04-21-2012, 06:18 PM
is the baby faced assassin
Join Date: May 2008
Location: YO MAMMA
Ganter: Can Colangelo afford to be patient this summer?
As it stands now, the Raptors will finish somewhere between third and ninth from the bottom in the NBA.
In the draft lottery that will earn the Raptors anywhere from a 15.6% shot at the first overall pick for finishing 27th to a 1.7% chance should they move up to 21st.
So yes, there is a slightly better chance of landing Anthony Davis if they lose their remaining games.
You can also argue that the higher you pick the better chance you have of drafting a superior player. And if drafting were an exact science you would be right, but of course it isn’t.

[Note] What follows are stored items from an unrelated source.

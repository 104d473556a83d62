//! Whole-file document IO.
//!
//! Writes are atomic: the document lands in a temporary sibling file that
//! is fsynced and renamed over the target, so a reader never observes a
//! half-written document. The parent directory is fsynced after the rename
//! to persist the directory entry.

use std::ffi::OsString;
use std::fs::{self, File};
use std::io::{BufWriter, Write};
use std::path::{Path, PathBuf};
use std::time::{SystemTime, UNIX_EPOCH};

use serde_json::Value;
use shopfloor_model::{Entity, Problem};

use crate::codec::{
    DocumentError, decode_problem, encode_entity, encode_problem, ingest_entity, parse_document,
    to_compact_string, to_pretty_string,
};

/// Rendering used when a document is written to disk.
#[derive(Debug, Clone, Copy, Default, PartialEq, Eq)]
pub enum DocumentStyle {
    /// No insignificant whitespace.
    Compact,
    /// Indented for human readers.
    #[default]
    Pretty,
}

impl DocumentStyle {
    fn render(self, document: &Value) -> String {
        match self {
            DocumentStyle::Compact => to_compact_string(document),
            DocumentStyle::Pretty => to_pretty_string(document),
        }
    }
}

/// Read and parse one document file.
pub fn read_document(path: impl AsRef<Path>) -> Result<Value, DocumentError> {
    let path = path.as_ref();
    let text = fs::read_to_string(path).map_err(|error| io_error(path, error))?;
    parse_document(&text)
}

/// Write one document file atomically, replacing any previous content.
pub fn write_document(
    path: impl AsRef<Path>,
    document: &Value,
    style: DocumentStyle,
) -> Result<(), DocumentError> {
    let path = path.as_ref();
    if let Some(parent) = path.parent()
        && !parent.as_os_str().is_empty()
    {
        fs::create_dir_all(parent).map_err(|error| io_error(parent, error))?;
    }

    let text = style.render(document);
    let tmp_path = tmp_write_path(path);
    let write_result = (|| -> Result<(), DocumentError> {
        let file = File::create(&tmp_path).map_err(|error| io_error(&tmp_path, error))?;
        let mut writer = BufWriter::new(file);
        writer
            .write_all(text.as_bytes())
            .and_then(|()| writer.write_all(b"\n"))
            .map_err(|error| io_error(&tmp_path, error))?;
        writer.flush().map_err(|error| io_error(&tmp_path, error))?;
        let file = writer
            .into_inner()
            .map_err(|error| io_error(&tmp_path, error))?;
        file.sync_all().map_err(|error| io_error(&tmp_path, error))?;
        Ok(())
    })();

    if let Err(error) = write_result {
        let _ = fs::remove_file(&tmp_path);
        return Err(error);
    }

    fs::rename(&tmp_path, path).map_err(|error| {
        let _ = fs::remove_file(&tmp_path);
        io_error(path, error)
    })?;

    if let Some(parent) = path.parent()
        && !parent.as_os_str().is_empty()
    {
        let dir = File::open(parent).map_err(|error| io_error(parent, error))?;
        dir.sync_all().map_err(|error| io_error(parent, error))?;
    }

    Ok(())
}

/// Encode a whole problem and write it to `path`.
pub fn write_problem_file(
    path: impl AsRef<Path>,
    problem: &Problem,
    style: DocumentStyle,
) -> Result<(), DocumentError> {
    write_document(path, &encode_problem(problem)?, style)
}

/// Read a whole-problem document from `path`.
pub fn read_problem_file(path: impl AsRef<Path>) -> Result<Problem, DocumentError> {
    decode_problem(&read_document(path)?)
}

/// Encode one entity of `problem` and write it to `path`.
pub fn write_entity_file(
    path: impl AsRef<Path>,
    problem: &Problem,
    entity: &Entity,
    style: DocumentStyle,
) -> Result<(), DocumentError> {
    write_document(path, &encode_entity(problem, entity)?, style)
}

/// Read an entity document from `path` and register it into `problem`.
/// Returns the registered name.
pub fn ingest_entity_file(
    problem: &mut Problem,
    path: impl AsRef<Path>,
) -> Result<String, DocumentError> {
    ingest_entity(problem, &read_document(path)?)
}

fn io_error(path: &Path, error: impl std::fmt::Display) -> DocumentError {
    DocumentError::Io {
        path: path.display().to_string(),
        message: error.to_string(),
    }
}

fn tmp_write_path(path: &Path) -> PathBuf {
    let unique = SystemTime::now()
        .duration_since(UNIX_EPOCH)
        .unwrap_or_default()
        .as_nanos();
    let mut tmp: OsString = path.as_os_str().to_os_string();
    tmp.push(format!(".tmp.{}.{}", std::process::id(), unique));
    PathBuf::from(tmp)
}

Fact is what this team does over the final three games is almost irrelevant.
If there is a chance to land Davis, it’s extremely long odds one way or the other. It’s a shot in the dark.
And after Davis the argument can be made there is no quick fix in this draft. The drop off after him is substantial.
The Raptors, as we mentioned, might trade their first pick.
They will already be adding Jonas Valanciunas next season. Despite all that you have heard about his exploits at the under-19 FIBA world championship and later the senior men’s Eurobasket championship, Valanciunas will require time and plenty of patience before he’s NBA ready.
Now throw another first-round selection from this year’s draft into the mix. That’s two roster spots taken up by players who likely won’t contribute much in their first season in the league.
Then factor in GM Bryan Colangelo. Colangelo will be in the second year of a two-year extension and you have to wonder if he can afford to be that patient.
Does he trade the pick?
Tanking unlikely to help Raptors
It’s about this time that probably half the Raptors fan base throws up its hands and screams at the top of their lungs, “No, heavens, no. A thousand times no.”
You’ve waited this long for a contender, you’re willing to stay the course, right?
The Raptors, as an organization, is not. At least all signs point that way.
From Colangelo who needs to see immediate progress to Dwane Casey who wants it sooner rather the later, the more likely play is to package the pick with one of your existing assets and turn it into an experienced NBA veteran.
The kind who has already established himself in the league and doesn’t need to be brought up to speed. The kind who can help you right away.
Bring a second rookie into the fold and you’re not only not going to be able to help him as much, you’re going to take away from the help you can give Valanciunas.
Obviously if the Raptors do luck out and somehow land that No. 1 pick that brings with it Anthony Davis, all bets are off.
Otherwise this just might be the path the Raptors choose to take.